-- Study material follows --

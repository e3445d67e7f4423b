use serde::{Deserialize, Serialize};

use crate::models::candidate::CandidateSummary;
use crate::models::improvement::ImprovementArea;
use crate::models::metadata::AnalysisMetadata;
use crate::models::recommendations::{InterviewSuggestions, Recommendations};
use crate::models::redflag::RedFlag;
use crate::models::scores::DetailedScores;
use crate::models::strength::Strength;

/// Complete CV analysis result returned to the client.
///
/// Assembled once per request by `analysis::assembler` and immutable
/// thereafter; no part of it outlives the request.
#[derive(Debug, Clone, Serialize, Deserialize)]
pub struct CvAnalysis {
    pub analysis_metadata: AnalysisMetadata,
    pub candidate_summary: CandidateSummary,
    pub detailed_scores: DetailedScores,
    /// Always exactly 5 entries (selector postcondition).
    pub strengths: Vec<Strength>,
    pub improvement_areas: Vec<ImprovementArea>,
    pub red_flags: Vec<RedFlag>,
    pub recommendations: Recommendations,
    pub interview_suggestions: InterviewSuggestions,
}
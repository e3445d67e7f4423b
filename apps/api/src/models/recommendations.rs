use serde::{Deserialize, Serialize};

/// Career development suggestions tailored to the candidate's profile.
/// Each list may be empty.
#[derive(Debug, Clone, Default, Serialize, Deserialize)]
#[serde(default)]
pub struct Recommendations {
    pub certifications: Vec<String>,
    pub training: Vec<String>,
    pub experience_areas: Vec<String>,
    pub next_role_suggestions: Vec<String>,
}

/// Tailored interview questions derived from the analysis.
#[derive(Debug, Clone, Default, Serialize, Deserialize)]
#[serde(default)]
pub struct InterviewSuggestions {
    pub technical_questions: Vec<String>,
    pub scenario_questions: Vec<String>,
    pub verification_questions: Vec<String>,
}
//! PDF content extraction.
//!
//! Wraps `pdf-extract` and enriches the raw text with a page count, a
//! whitespace-run table heuristic, deduplicated URLs, and a metadata map.
//! Extraction quality scoring and language detection live in the submodules.

pub mod confidence;
pub mod language;

use std::collections::BTreeMap;

use thiserror::Error;
use tracing::{debug, info};

#[derive(Debug, Error)]
pub enum ExtractionError {
    #[error("failed to extract text from PDF: {0}")]
    Unreadable(String),
}

/// Enriched content pulled from an uploaded PDF.
#[derive(Debug, Clone)]
pub struct PdfContent {
    pub text: String,
    pub page_count: usize,
    pub tables: Vec<Vec<Vec<String>>>,
    pub urls: Vec<String>,
    pub metadata: BTreeMap<String, String>,
}

/// Extracts text and derived structure from raw PDF bytes.
pub fn extract(bytes: &[u8]) -> Result<PdfContent, ExtractionError> {
    let text = pdf_extract::extract_text_from_mem(bytes)
        .map_err(|e| ExtractionError::Unreadable(e.to_string()))?;

    let page_count = count_pages(bytes);
    let tables = detect_tables(&text);
    let urls = collect_urls(&text);

    let mut metadata = BTreeMap::new();
    metadata.insert("extractor".to_string(), "pdf-extract".to_string());
    metadata.insert("char_count".to_string(), text.chars().count().to_string());
    metadata.insert("page_count".to_string(), page_count.to_string());

    debug!(
        chars = text.len(),
        page_count,
        tables = tables.len(),
        urls = urls.len(),
        "pdf extraction complete"
    );

    Ok(PdfContent {
        text,
        page_count,
        tables,
        urls,
        metadata,
    })
}

/// Counts `/Type /Page` objects in the raw byte stream (excluding the
/// `/Pages` tree node). Heuristic, but stable across producers; floors at 1.
fn count_pages(bytes: &[u8]) -> usize {
    const MARKER: &[u8] = b"/Type";
    let mut count = 0usize;
    let mut i = 0usize;

    while i + MARKER.len() < bytes.len() {
        if &bytes[i..i + MARKER.len()] != MARKER {
            i += 1;
            continue;
        }
        let mut j = i + MARKER.len();
        while j < bytes.len() && bytes[j].is_ascii_whitespace() {
            j += 1;
        }
        if bytes[j..].starts_with(b"/Pages") {
            i = j;
            continue;
        }
        if bytes[j..].starts_with(b"/Page") {
            count += 1;
            i = j + b"/Page".len();
        } else {
            i = j;
        }
    }

    count.max(1)
}

/// Groups consecutive lines that split into 2+ cells (runs of two or more
/// spaces, or tabs) into tables. Single matching lines are ignored.
fn detect_tables(text: &str) -> Vec<Vec<Vec<String>>> {
    let mut tables = Vec::new();
    let mut current: Vec<Vec<String>> = Vec::new();

    for line in text.lines() {
        let cells = split_cells(line);
        if cells.len() >= 2 {
            current.push(cells);
        } else {
            if current.len() >= 2 {
                tables.push(std::mem::take(&mut current));
            }
            current.clear();
        }
    }
    if current.len() >= 2 {
        tables.push(current);
    }

    tables
}

fn split_cells(line: &str) -> Vec<String> {
    let normalized = line.replace('\t', "  ");
    normalized
        .split("  ")
        .map(str::trim)
        .filter(|c| !c.is_empty())
        .map(str::to_string)
        .collect()
}

/// Collects http(s) URLs in order of first appearance, deduplicated.
fn collect_urls(text: &str) -> Vec<String> {
    let mut urls: Vec<String> = Vec::new();

    for token in text.split_whitespace() {
        let start = match token.find("http://").or_else(|| token.find("https://")) {
            Some(pos) => pos,
            None => continue,
        };
        let url = token[start..].trim_end_matches([')', ']', '>', ',', '.', ';', '"', '\'']);
        if url.len() > "https://".len() && !urls.iter().any(|u| u == url) {
            urls.push(url.to_string());
        }
    }

    if !urls.is_empty() {
        info!(count = urls.len(), "urls found in cv text");
    }
    urls
}

#[cfg(test)]
mod tests {
    use super::*;

    #[test]
    fn test_count_pages_floors_at_one() {
        assert_eq!(count_pages(b"%PDF-1.4 no page objects here"), 1);
    }

    #[test]
    fn test_count_pages_ignores_pages_tree_node() {
        let raw = b"/Type /Pages /Kids [] /Type /Page /Type /Page";
        assert_eq!(count_pages(raw), 2);
    }

    #[test]
    fn test_count_pages_handles_tight_spacing() {
        let raw = b"/Type/Page /Type /Page /Type\n/Page";
        assert_eq!(count_pages(raw), 3);
    }

    #[test]
    fn test_detect_tables_requires_two_rows() {
        let text = "Skill        Level\nRust         Expert\n\nplain paragraph text";
        let tables = detect_tables(text);
        assert_eq!(tables.len(), 1);
        assert_eq!(tables[0].len(), 2);
        assert_eq!(tables[0][0], vec!["Skill", "Level"]);
    }

    #[test]
    fn test_detect_tables_ignores_single_matching_line() {
        let text = "Name         Value\nno separator here";
        assert!(detect_tables(text).is_empty());
    }

    #[test]
    fn test_collect_urls_dedupes_preserving_order() {
        let text = "see https://example.com/cv and http://other.io, plus https://example.com/cv again";
        let urls = collect_urls(text);
        assert_eq!(urls, vec!["https://example.com/cv", "http://other.io"]);
    }

    #[test]
    fn test_collect_urls_strips_trailing_punctuation() {
        let urls = collect_urls("profile (https://linkedin.com/in/jane).");
        assert_eq!(urls, vec!["https://linkedin.com/in/jane"]);
    }

    #[test]
    fn test_collect_urls_empty_text() {
        assert!(collect_urls("").is_empty());
    }
}
pub mod analyze;
pub mod health;

use axum::{
    extract::DefaultBodyLimit,
    routing::{get, post},
    Router,
};

use crate::state::AppState;

pub fn build_router(state: AppState) -> Router {
    Router::new()
        .route("/health", get(health::health_handler))
        .route("/v1/analyze-cv", post(analyze::analyze_cv_handler))
        // Above the 10MB file limit so our own 413 (with error code) fires
        // instead of the transport default
        .layer(DefaultBodyLimit::max(12 * 1024 * 1024))
        .with_state(state)
}
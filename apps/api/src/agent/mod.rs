/// Agent client — the single point of entry for all upstream LLM calls.
///
/// ARCHITECTURAL RULE: no other module may call the Anthropic API directly.
/// Transports implement [`AgentClient`]; retry and deadline policy live in
/// [`retry`] and are applied by the caller, uniformly, whatever the
/// concrete transport.
use async_trait::async_trait;
use reqwest::Client;
use serde::{Deserialize, Serialize};
use thiserror::Error;
use tracing::debug;

pub mod retry;

const ANTHROPIC_API_URL: &str = "https://api.anthropic.com/v1/messages";
/// Messages API version header; also reported by `/health` as `sdk_version`.
pub const ANTHROPIC_VERSION: &str = "2023-06-01";

/// Upstream failure taxonomy. Everything except [`AgentError::Unknown`] is
/// considered transient and eligible for retry.
#[derive(Debug, Error)]
pub enum AgentError {
    #[error("rate limited by upstream API")]
    RateLimited { retry_after: Option<u64> },

    #[error("upstream service unavailable (status {status}): {message}")]
    ServiceUnavailable { status: u16, message: String },

    #[error("API error (status {status}): {message}")]
    Api { status: u16, message: String },

    #[error("HTTP transport error: {0}")]
    Http(#[from] reqwest::Error),

    #[error("unexpected agent failure: {0}")]
    Unknown(String),
}

impl AgentError {
    pub fn is_retryable(&self) -> bool {
        !matches!(self, AgentError::Unknown(_))
    }
}

/// A fully assembled prompt: system framing plus the user message.
#[derive(Debug, Clone)]
pub struct AgentPrompt {
    pub system: String,
    pub user: String,
}

/// Abstraction over the upstream analysis call: prompt in, raw text out.
///
/// Carried in `AppState` as `Arc<dyn AgentClient>` so transports can be
/// swapped (or mocked in tests) without touching handler or pipeline code.
#[async_trait]
pub trait AgentClient: Send + Sync {
    async fn analyze(&self, prompt: &AgentPrompt) -> Result<String, AgentError>;
}

#[derive(Debug, Serialize)]
struct AnthropicRequest<'a> {
    model: &'a str,
    max_tokens: u32,
    system: &'a str,
    messages: Vec<AnthropicMessage<'a>>,
}

#[derive(Debug, Serialize)]
struct AnthropicMessage<'a> {
    role: &'a str,
    content: &'a str,
}

#[derive(Debug, Deserialize)]
struct AnthropicResponse {
    content: Vec<ContentBlock>,
    usage: Usage,
}

#[derive(Debug, Deserialize)]
struct ContentBlock {
    #[serde(rename = "type")]
    block_type: String,
    text: Option<String>,
}

#[derive(Debug, Deserialize)]
struct Usage {
    input_tokens: u32,
    output_tokens: u32,
}

#[derive(Debug, Deserialize)]
struct AnthropicError {
    error: AnthropicErrorBody,
}

#[derive(Debug, Deserialize)]
struct AnthropicErrorBody {
    message: String,
}

/// Direct Messages API transport.
#[derive(Clone)]
pub struct AnthropicAgentClient {
    client: Client,
    api_key: String,
    model: String,
    max_tokens: u32,
}

impl AnthropicAgentClient {
    pub fn new(api_key: String, model: String, max_tokens: u32) -> Self {
        Self {
            client: Client::builder()
                .timeout(std::time::Duration::from_secs(120))
                .build()
                .expect("Failed to build HTTP client"),
            api_key,
            model,
            max_tokens,
        }
    }
}

#[async_trait]
impl AgentClient for AnthropicAgentClient {
    /// Makes a single call to the Messages API. No retry here: callers wrap
    /// this in `retry::run_with_retry` so policy stays in one place.
    async fn analyze(&self, prompt: &AgentPrompt) -> Result<String, AgentError> {
        let request_body = AnthropicRequest {
            model: &self.model,
            max_tokens: self.max_tokens,
            system: &prompt.system,
            messages: vec![AnthropicMessage {
                role: "user",
                content: &prompt.user,
            }],
        };

        let response = self
            .client
            .post(ANTHROPIC_API_URL)
            .header("x-api-key", &self.api_key)
            .header("anthropic-version", ANTHROPIC_VERSION)
            .header("content-type", "application/json")
            .json(&request_body)
            .send()
            .await?;

        let status = response.status();

        if status.as_u16() == 429 {
            let retry_after = response
                .headers()
                .get("retry-after")
                .and_then(|v| v.to_str().ok())
                .and_then(|v| v.parse::<u64>().ok());
            return Err(AgentError::RateLimited { retry_after });
        }

        if status.is_server_error() {
            let message = response.text().await.unwrap_or_default();
            return Err(AgentError::ServiceUnavailable {
                status: status.as_u16(),
                message,
            });
        }

        if !status.is_success() {
            let body = response.text().await.unwrap_or_default();
            let message = serde_json::from_str::<AnthropicError>(&body)
                .map(|e| e.error.message)
                .unwrap_or(body);
            return Err(AgentError::Api {
                status: status.as_u16(),
                message,
            });
        }

        let parsed: AnthropicResponse = response
            .json()
            .await
            .map_err(|e| AgentError::Unknown(format!("undecodable API response: {e}")))?;

        debug!(
            input_tokens = parsed.usage.input_tokens,
            output_tokens = parsed.usage.output_tokens,
            "agent call succeeded"
        );

        parsed
            .content
            .iter()
            .find(|b| b.block_type == "text")
            .and_then(|b| b.text.clone())
            .ok_or_else(|| AgentError::Unknown("agent returned no text content".to_string()))
    }
}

-- Study material concluded --

How to complete this task:
Return nothing but the lines from the start of the listing above through the line containing "Assembled once per", exactly as given.

Task output:
repository e3445d67e7f4423b
use serde::{Deserialize, Serialize};

use crate::models::candidate::CandidateSummary;
use crate::models::improvement::ImprovementArea;
use crate::models::metadata::AnalysisMetadata;
use crate::models::recommendations::{InterviewSuggestions, Recommendations};
use crate::models::redflag::RedFlag;
use crate::models::scores::DetailedScores;
use crate::models::strength::Strength;

/// Complete CV analysis result returned to the client.
///
/// Assembled once per request by `analysis::assembler` and immutable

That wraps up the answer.